# EXERCISE INSTRUCTIONS
Write out exactly the lines that run from the one containing "let ends = openpty(None, None).map_err(|errno|" to the end of the entries below, with both end lines included.

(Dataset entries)
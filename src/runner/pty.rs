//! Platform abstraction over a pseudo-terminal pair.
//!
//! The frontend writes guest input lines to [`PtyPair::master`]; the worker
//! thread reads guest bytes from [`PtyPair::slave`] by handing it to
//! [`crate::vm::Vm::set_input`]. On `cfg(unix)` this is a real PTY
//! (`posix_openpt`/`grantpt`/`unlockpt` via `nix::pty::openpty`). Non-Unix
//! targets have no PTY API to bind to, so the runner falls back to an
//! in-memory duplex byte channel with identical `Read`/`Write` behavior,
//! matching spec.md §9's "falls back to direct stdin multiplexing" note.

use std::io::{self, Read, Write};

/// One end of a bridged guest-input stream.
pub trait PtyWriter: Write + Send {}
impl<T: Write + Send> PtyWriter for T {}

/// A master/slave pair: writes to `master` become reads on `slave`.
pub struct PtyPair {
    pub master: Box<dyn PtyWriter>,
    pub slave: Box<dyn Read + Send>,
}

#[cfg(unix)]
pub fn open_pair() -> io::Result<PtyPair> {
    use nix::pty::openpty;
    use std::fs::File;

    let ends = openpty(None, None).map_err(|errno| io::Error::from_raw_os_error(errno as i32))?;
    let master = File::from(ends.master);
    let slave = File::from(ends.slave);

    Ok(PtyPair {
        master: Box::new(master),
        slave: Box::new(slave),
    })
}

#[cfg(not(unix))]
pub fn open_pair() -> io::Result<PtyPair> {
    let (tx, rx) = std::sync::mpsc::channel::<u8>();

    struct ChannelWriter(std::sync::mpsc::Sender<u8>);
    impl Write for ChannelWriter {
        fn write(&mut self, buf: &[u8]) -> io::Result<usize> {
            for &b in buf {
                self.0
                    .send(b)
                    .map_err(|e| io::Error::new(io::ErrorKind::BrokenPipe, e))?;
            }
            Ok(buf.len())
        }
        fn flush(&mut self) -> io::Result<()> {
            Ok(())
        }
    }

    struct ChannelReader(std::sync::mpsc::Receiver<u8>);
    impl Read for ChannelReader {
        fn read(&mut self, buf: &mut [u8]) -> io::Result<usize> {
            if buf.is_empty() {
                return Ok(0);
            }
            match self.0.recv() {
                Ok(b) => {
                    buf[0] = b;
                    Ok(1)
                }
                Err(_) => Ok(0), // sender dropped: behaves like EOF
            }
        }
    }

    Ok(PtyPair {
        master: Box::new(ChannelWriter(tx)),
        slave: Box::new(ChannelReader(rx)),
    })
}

# RESPONSE TO THE TASK
    let ends = openpty(None, None).map_err(|errno| io::Error::from_raw_os_error(errno as i32))?;
    let master = File::from(ends.master);
    let slave = File::from(ends.slave);

    Ok(PtyPair {
        master: Box::new(master),
        slave: Box::new(slave),
    })
}

#[cfg(not(unix))]
pub fn open_pair() -> io::Result<PtyPair> {
    let (tx, rx) = std::sync::mpsc::channel::<u8>();

    struct ChannelWriter(std::sync::mpsc::Sender<u8>);
    impl Write for ChannelWriter {
        fn write(&mut self, buf: &[u8]) -> io::Result<usize> {
            for &b in buf {
                self.0
                    .send(b)
                    .map_err(|e| io::Error::new(io::ErrorKind::BrokenPipe, e))?;
            }
            Ok(buf.len())
        }
        fn flush(&mut self) -> io::Result<()> {
            Ok(())
        }
    }

    struct ChannelReader(std::sync::mpsc::Receiver<u8>);
    impl Read for ChannelReader {
        fn read(&mut self, buf: &mut [u8]) -> io::Result<usize> {
            if buf.is_empty() {
                return Ok(0);
            }
            match self.0.recv() {
                Ok(b) => {
                    buf[0] = b;
                    Ok(1)
                }
                Err(_) => Ok(0), // sender dropped: behaves like EOF
            }
        }
    }

    Ok(PtyPair {
        master: Box::new(ChannelWriter(tx)),
        slave: Box::new(ChannelReader(rx)),
    })
}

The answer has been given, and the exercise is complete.